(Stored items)
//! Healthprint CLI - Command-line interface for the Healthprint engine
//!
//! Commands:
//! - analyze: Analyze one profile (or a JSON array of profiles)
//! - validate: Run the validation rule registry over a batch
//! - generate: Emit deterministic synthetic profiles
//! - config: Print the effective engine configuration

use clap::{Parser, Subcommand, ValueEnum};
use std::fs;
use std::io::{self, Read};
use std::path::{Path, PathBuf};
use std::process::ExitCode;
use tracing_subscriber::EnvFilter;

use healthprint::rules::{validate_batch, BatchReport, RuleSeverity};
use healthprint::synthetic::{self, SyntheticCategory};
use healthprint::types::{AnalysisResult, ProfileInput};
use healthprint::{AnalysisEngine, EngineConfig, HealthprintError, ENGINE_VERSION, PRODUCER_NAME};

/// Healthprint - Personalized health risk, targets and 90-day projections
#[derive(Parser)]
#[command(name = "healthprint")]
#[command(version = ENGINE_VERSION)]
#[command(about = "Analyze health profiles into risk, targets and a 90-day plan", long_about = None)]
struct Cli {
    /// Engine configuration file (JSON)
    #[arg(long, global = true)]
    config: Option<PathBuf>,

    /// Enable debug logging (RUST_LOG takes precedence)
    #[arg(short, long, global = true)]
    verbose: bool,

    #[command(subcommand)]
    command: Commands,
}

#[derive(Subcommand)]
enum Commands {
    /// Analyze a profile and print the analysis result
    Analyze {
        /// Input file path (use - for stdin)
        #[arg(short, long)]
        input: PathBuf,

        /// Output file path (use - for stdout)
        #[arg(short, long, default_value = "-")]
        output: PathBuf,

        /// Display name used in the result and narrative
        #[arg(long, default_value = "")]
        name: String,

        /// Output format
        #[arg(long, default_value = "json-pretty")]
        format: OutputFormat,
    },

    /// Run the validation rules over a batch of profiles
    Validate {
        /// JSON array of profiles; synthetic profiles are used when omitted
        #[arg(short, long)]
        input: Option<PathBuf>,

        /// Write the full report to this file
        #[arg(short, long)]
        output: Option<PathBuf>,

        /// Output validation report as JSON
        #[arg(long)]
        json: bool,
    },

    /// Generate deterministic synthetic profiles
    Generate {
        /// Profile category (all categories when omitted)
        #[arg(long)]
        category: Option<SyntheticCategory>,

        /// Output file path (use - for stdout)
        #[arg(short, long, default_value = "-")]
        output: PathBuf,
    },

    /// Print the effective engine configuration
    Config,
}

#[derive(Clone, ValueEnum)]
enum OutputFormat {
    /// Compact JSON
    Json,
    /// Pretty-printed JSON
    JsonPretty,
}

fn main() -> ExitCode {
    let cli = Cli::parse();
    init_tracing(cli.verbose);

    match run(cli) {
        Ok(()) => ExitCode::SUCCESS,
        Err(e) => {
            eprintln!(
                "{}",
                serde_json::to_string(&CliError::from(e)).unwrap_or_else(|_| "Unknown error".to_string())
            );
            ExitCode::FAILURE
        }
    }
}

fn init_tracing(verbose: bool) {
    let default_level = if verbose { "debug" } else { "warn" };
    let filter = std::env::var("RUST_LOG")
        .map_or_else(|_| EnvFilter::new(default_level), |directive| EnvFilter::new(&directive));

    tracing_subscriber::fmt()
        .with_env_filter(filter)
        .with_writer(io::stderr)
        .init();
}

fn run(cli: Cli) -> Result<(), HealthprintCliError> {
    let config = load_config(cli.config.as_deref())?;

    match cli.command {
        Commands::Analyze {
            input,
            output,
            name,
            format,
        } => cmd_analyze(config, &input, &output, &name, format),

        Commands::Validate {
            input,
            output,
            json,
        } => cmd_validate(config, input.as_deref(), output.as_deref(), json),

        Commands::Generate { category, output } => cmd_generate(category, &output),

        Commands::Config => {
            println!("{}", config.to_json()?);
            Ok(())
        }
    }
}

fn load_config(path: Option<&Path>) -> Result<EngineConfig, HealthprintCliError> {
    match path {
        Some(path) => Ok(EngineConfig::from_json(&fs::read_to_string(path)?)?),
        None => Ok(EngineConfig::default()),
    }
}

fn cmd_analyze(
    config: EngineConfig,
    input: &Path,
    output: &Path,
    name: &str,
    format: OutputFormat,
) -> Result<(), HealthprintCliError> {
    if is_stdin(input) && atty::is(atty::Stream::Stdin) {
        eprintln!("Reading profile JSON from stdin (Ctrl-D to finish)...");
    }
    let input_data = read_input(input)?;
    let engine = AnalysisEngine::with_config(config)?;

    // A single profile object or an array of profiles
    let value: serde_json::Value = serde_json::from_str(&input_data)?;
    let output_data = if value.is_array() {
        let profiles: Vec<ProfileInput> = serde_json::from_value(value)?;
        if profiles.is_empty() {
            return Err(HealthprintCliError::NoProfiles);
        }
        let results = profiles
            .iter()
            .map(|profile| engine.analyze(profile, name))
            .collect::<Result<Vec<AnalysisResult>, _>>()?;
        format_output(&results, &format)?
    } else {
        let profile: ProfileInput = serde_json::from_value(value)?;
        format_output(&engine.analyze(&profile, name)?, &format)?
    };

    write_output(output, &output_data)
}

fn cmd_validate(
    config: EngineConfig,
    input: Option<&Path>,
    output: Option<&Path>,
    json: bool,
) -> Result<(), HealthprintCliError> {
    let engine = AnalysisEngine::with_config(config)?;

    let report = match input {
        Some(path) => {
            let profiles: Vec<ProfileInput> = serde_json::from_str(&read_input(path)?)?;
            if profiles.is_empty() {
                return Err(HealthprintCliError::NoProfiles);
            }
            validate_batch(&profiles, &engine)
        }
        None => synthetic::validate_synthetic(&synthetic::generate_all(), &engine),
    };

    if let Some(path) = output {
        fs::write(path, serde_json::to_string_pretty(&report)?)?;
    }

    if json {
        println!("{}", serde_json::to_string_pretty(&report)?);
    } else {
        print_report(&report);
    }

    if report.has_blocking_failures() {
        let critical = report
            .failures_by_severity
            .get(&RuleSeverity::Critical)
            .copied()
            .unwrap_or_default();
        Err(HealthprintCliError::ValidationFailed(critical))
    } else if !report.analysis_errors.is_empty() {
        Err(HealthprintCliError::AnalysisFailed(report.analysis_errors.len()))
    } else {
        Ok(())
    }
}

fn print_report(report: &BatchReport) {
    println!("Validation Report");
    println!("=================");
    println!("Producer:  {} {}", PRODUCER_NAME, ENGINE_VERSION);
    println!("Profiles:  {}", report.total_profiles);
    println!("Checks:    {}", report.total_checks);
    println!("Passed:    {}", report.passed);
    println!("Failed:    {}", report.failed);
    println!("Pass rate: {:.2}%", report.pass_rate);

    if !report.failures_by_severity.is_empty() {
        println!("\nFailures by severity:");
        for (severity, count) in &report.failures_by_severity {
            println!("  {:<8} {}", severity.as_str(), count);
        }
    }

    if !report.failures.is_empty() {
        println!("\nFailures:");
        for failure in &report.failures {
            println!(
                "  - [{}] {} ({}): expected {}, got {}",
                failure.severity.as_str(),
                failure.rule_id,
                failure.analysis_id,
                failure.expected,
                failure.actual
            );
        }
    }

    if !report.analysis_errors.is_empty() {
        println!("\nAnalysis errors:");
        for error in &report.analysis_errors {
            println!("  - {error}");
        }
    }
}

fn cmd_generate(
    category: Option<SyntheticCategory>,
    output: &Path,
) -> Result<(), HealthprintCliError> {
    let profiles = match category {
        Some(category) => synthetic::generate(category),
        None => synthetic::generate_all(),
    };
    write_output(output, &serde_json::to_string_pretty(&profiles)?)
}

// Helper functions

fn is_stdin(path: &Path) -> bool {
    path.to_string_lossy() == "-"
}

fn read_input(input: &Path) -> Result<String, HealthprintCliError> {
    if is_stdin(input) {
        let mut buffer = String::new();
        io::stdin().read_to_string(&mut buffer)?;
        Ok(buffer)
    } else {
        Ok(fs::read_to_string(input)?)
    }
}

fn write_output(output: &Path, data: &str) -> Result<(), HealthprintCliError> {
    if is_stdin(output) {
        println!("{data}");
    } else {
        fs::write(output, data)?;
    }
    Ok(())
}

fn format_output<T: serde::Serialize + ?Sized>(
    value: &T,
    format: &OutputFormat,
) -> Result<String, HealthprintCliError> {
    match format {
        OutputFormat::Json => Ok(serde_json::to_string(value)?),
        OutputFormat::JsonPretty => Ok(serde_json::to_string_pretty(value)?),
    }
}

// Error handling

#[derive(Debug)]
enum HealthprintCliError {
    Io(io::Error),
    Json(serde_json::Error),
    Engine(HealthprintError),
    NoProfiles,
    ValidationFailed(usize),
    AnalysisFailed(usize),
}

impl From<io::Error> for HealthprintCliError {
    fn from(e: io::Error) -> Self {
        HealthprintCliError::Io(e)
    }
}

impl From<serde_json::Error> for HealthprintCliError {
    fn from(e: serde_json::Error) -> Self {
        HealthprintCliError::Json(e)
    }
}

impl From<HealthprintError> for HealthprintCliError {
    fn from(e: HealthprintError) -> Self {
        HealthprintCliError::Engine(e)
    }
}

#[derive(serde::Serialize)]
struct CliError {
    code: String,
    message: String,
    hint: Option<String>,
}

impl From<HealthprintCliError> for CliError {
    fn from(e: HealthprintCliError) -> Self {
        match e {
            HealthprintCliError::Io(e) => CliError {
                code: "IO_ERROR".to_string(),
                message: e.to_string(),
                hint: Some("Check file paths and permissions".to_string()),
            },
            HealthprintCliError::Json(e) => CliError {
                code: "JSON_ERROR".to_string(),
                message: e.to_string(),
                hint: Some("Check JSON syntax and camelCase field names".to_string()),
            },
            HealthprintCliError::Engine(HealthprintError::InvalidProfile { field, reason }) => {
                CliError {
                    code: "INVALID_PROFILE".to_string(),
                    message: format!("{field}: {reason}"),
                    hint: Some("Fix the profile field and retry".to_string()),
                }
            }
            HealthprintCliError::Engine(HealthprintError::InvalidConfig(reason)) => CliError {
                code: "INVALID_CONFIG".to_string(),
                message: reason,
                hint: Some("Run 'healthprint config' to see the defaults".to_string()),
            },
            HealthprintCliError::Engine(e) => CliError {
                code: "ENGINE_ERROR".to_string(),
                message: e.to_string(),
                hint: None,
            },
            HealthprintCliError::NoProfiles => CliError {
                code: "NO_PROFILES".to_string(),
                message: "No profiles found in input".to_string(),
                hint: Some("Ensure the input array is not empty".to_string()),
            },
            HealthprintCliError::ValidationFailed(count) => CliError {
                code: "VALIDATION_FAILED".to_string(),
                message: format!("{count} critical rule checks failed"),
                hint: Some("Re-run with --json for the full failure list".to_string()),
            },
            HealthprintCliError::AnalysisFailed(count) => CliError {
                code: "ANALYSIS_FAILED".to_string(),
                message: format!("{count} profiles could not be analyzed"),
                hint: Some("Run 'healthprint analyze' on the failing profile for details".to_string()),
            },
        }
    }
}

> Prompt
From the opening line of the data above through the line that contains "use tracing_subscriber::EnvFilter;", please print each line as it stands and only those lines.

> Result for this exercise
//! Healthprint CLI - Command-line interface for the Healthprint engine
//!
//! Commands:
//! - analyze: Analyze one profile (or a JSON array of profiles)
//! - validate: Run the validation rule registry over a batch
//! - generate: Emit deterministic synthetic profiles
//! - config: Print the effective engine configuration

use clap::{Parser, Subcommand, ValueEnum};
use std::fs;
use std::io::{self, Read};
use std::path::{Path, PathBuf};
use std::process::ExitCode;
use tracing_subscriber::EnvFilter;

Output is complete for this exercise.